//! The placeholder-language instance of the generic lexer.
//!
//! Every construct starts with the sigil `\@`:
//!
//! ```text
//! \@name          placeholder key
//! \@name{         opening tag ("button") key
//! \@}             closing tag
//! \\              escaped backslash inside content
//! ```
//!
//! Key names use ASCII letters, digits, `.`, `-` and `_`. Anything else is
//! content, and malformed `\@` sequences come out as `UNRECOGNIZED`.

use std::fmt;

use crate::automaton::{Action, Automaton};
use crate::scanner::Lexer;
use crate::token::{Terminal, Token};

/// Token kinds of the placeholder language.
#[derive(Debug, Clone, Copy, PartialEq, Eq, Hash)]
pub enum TemplateKind {
    Content,
    PlaceholderKey,
    OpenKey,
    CloseKey,
    EndOfInput,
    Unrecognized,
}

impl Terminal for TemplateKind {
    const END_OF_INPUT: Self = TemplateKind::EndOfInput;
    const UNRECOGNIZED: Self = TemplateKind::Unrecognized;

    fn name(self) -> &'static str {
        match self {
            TemplateKind::Content => "CONTENT",
            TemplateKind::PlaceholderKey => "PLACEHOLDER_KEY",
            TemplateKind::OpenKey => "OPEN_KEY",
            TemplateKind::CloseKey => "CLOSE_KEY",
            TemplateKind::EndOfInput => "EOI",
            TemplateKind::Unrecognized => "UNRECOGNIZED",
        }
    }
}

impl fmt::Display for TemplateKind {
    fn fmt(&self, f: &mut fmt::Formatter<'_>) -> fmt::Result {
        f.write_str(self.name())
    }
}

/// A token of the placeholder language.
pub type TemplateToken = Token<TemplateKind>;

/// Lexer over the placeholder language.
pub type TemplateLexer<'a> = Lexer<'a, TemplateKind>;

/// The sigil that introduces every key.
pub const SIGIL: &str = "\\@";

// Alphabet columns.
const COL_ESCAPE: usize = 0;
const COL_AT: usize = 1;
const COL_OPEN: usize = 2;
const COL_CLOSE: usize = 3;
const COL_KEY: usize = 4;
const COL_OTHER: usize = 5;
const COL_END: usize = 6;

/// Whether `byte` may appear in a key name.
pub fn is_key_byte(byte: u8) -> bool {
    byte.is_ascii_alphanumeric() || matches!(byte, b'.' | b'-' | b'_')
}

fn classify(byte: Option<u8>) -> usize {
    match byte {
        None => COL_END,
        Some(b'\\') => COL_ESCAPE,
        Some(b'@') => COL_AT,
        Some(b'{') => COL_OPEN,
        Some(b'}') => COL_CLOSE,
        Some(b) if is_key_byte(b) => COL_KEY,
        Some(_) => COL_OTHER,
    }
}

const X: &[i16] = &[-1, -1, -1, -1, -1, -1, -1];

/// The placeholder-language automaton.
///
/// States 9..=15 accept. State 9 is reached after a content run consumed a
/// `\` that turned out to start a key: the `\` is handed back.
pub static TEMPLATE_AUTOMATON: Automaton<TemplateKind> = Automaton {
    columns: 7,
    transitions: &[
        //        \   @   {   }   C   Q   $
        /*  0 */ &[2, 3, 3, 3, 3, 3, 15],
        /*  1 */ &[3, 9, 9, 9, 9, 9, 13],
        /*  2 */ &[3, 4, 13, 13, 13, 13, 13],
        /*  3 */ &[1, 3, 3, 3, 3, 3, 14],
        /*  4 */ &[13, 8, 8, 6, 5, 8, 13],
        /*  5 */ &[11, 11, 7, 11, 5, 11, 11],
        /*  6 */ &[10, 10, 10, 10, 10, 10, 10],
        /*  7 */ &[12, 12, 12, 12, 12, 12, 12],
        /*  8 */ &[13, 8, 8, 8, 8, 8, 13],
        /*  9 */ X,
        /* 10 */ X,
        /* 11 */ X,
        /* 12 */ X,
        /* 13 */ X,
        /* 14 */ X,
        /* 15 */ X,
    ],
    actions: &[
        Action::Scan,
        Action::Scan,
        Action::Scan,
        Action::Scan,
        Action::Scan,
        Action::Scan,
        Action::Scan,
        Action::Scan,
        Action::Scan,
        Action::AcceptWithPushback(TemplateKind::Content),
        Action::Accept(TemplateKind::CloseKey),
        Action::Accept(TemplateKind::PlaceholderKey),
        Action::Accept(TemplateKind::OpenKey),
        Action::Accept(TemplateKind::Unrecognized),
        Action::Accept(TemplateKind::Content),
        Action::Accept(TemplateKind::EndOfInput),
    ],
    classify,
};

impl<'a> Lexer<'a, TemplateKind> {
    /// Create a lexer over template source.
    pub fn template(source: &'a str) -> Self {
        Lexer::new(source, &TEMPLATE_AUTOMATON)
    }
}

/// Tokenize template source. The last token is always `EOI`.
pub fn tokenize(source: &str) -> Vec<TemplateToken> {
    Lexer::tokenize(source, &TEMPLATE_AUTOMATON)
}

/// Content text with every `\\` turned into `\`.
pub fn unescape_content(text: &str) -> String {
    text.replace("\\\\", "\\")
}

/// The key name of a placeholder token (`\@name` gives `name`).
pub fn placeholder_key(token: &TemplateToken) -> Option<&str> {
    match token.kind {
        TemplateKind::PlaceholderKey => token.text.strip_prefix(SIGIL),
        _ => None,
    }
}

/// The key name of an opening tag token (`\@name{` gives `name`).
pub fn open_key(token: &TemplateToken) -> Option<&str> {
    match token.kind {
        TemplateKind::OpenKey => token.text.strip_prefix(SIGIL)?.strip_suffix('{'),
        _ => None,
    }
}
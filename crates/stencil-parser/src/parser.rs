//! Generic table-driven LL(1) parser.
//!
//! Pulls tokens from a [`Lexer`] on demand and matches them against a
//! [`Grammar`] with an explicit symbol stack seeded with
//! `[END_OF_INPUT, start]`.
//!
//! After the first error the parser keeps its stack and discards lookahead
//! tokens one by one, re-testing each against the same stack top, until end
//! of input. Accepted tokens are dropped and only error messages are
//! collected from then on.

use stencil_lexer::{Lexer, Stack, Terminal, Token};

use crate::grammar::{Grammar, Symbol};
use crate::SyntaxError;

/// LL(1) recognizer over a lexer and a grammar.
pub struct Parser<'a, K: Terminal> {
    lexer: Lexer<'a, K>,
    grammar: &'static Grammar<K>,
}

impl<'a, K: Terminal> Parser<'a, K> {
    /// Create a new parser reading tokens from `lexer`.
    pub fn new(lexer: Lexer<'a, K>, grammar: &'static Grammar<K>) -> Self {
        Self { lexer, grammar }
    }

    /// Run the parse.
    ///
    /// Returns the matched terminal tokens in input order (end of input
    /// excluded), or every syntax error found.
    pub fn parse(mut self) -> Result<Vec<Token<K>>, Vec<SyntaxError>> {
        let mut accepted = Vec::new();
        let mut errors = Vec::new();

        let mut stack: Stack<Symbol<K>> = [
            Symbol::Terminal(K::END_OF_INPUT),
            Symbol::Nonterminal(self.grammar.start),
        ]
        .into_iter()
        .collect();

        let mut lookahead: Option<Token<K>> = None;
        let mut last_kind = None;

        while let Some(&top) = stack.top() {
            match top {
                Symbol::Nonterminal(nonterminal) => {
                    let token = self.take_lookahead(&mut lookahead, &mut last_kind);

                    match self.grammar.production_for(nonterminal, token.kind) {
                        Some(rhs) => {
                            log::trace!(
                                "expand {} on {} with {} symbol(s)",
                                self.grammar.symbol_name(top),
                                token.kind.name(),
                                rhs.len()
                            );
                            stack.pop();
                            for symbol in rhs.iter().rev() {
                                stack.push(*symbol);
                            }
                            lookahead = Some(token);
                        }
                        None => {
                            let error = SyntaxError::no_production(&token);
                            log::debug!("{error}");
                            errors.push(error);
                        }
                    }
                }
                Symbol::Terminal(expected) => {
                    let token = self.take_lookahead(&mut lookahead, &mut last_kind);

                    if token.kind == expected {
                        stack.pop();
                        if expected != K::END_OF_INPUT && errors.is_empty() {
                            accepted.push(token);
                        }
                    } else {
                        let error = SyntaxError::unexpected(&token, expected);
                        log::debug!("{error}");
                        errors.push(error);

                        // Move on, or the same token would be re-tested forever.
                        let next = self.lexer.next_token();
                        last_kind = Some(next.kind);
                        lookahead = Some(next);
                    }
                }
            }

            let keep_going = if errors.is_empty() {
                !stack.is_empty()
            } else {
                last_kind != Some(K::END_OF_INPUT)
            };
            if !keep_going {
                break;
            }
        }

        if !stack.is_empty() {
            errors.push(SyntaxError::PrematureEndOfInput);
        }

        if errors.is_empty() {
            log::debug!("parse succeeded with {} token(s)", accepted.len());
            Ok(accepted)
        } else {
            log::debug!("parse failed with {} error(s)", errors.len());
            Err(errors)
        }
    }

    /// The pending lookahead, or a fresh token from the lexer.
    fn take_lookahead(
        &mut self,
        lookahead: &mut Option<Token<K>>,
        last_kind: &mut Option<K>,
    ) -> Token<K> {
        match lookahead.take() {
            Some(token) => token,
            None => {
                let token = self.lexer.next_token();
                *last_kind = Some(token.kind);
                token
            }
        }
    }
}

━━━━━━━━━━━━━━━━

__TASK TO CARRY OUT__
For the word "turned", say how many lines of the listing contain it; give the number alone.

__TASK RESULT__
2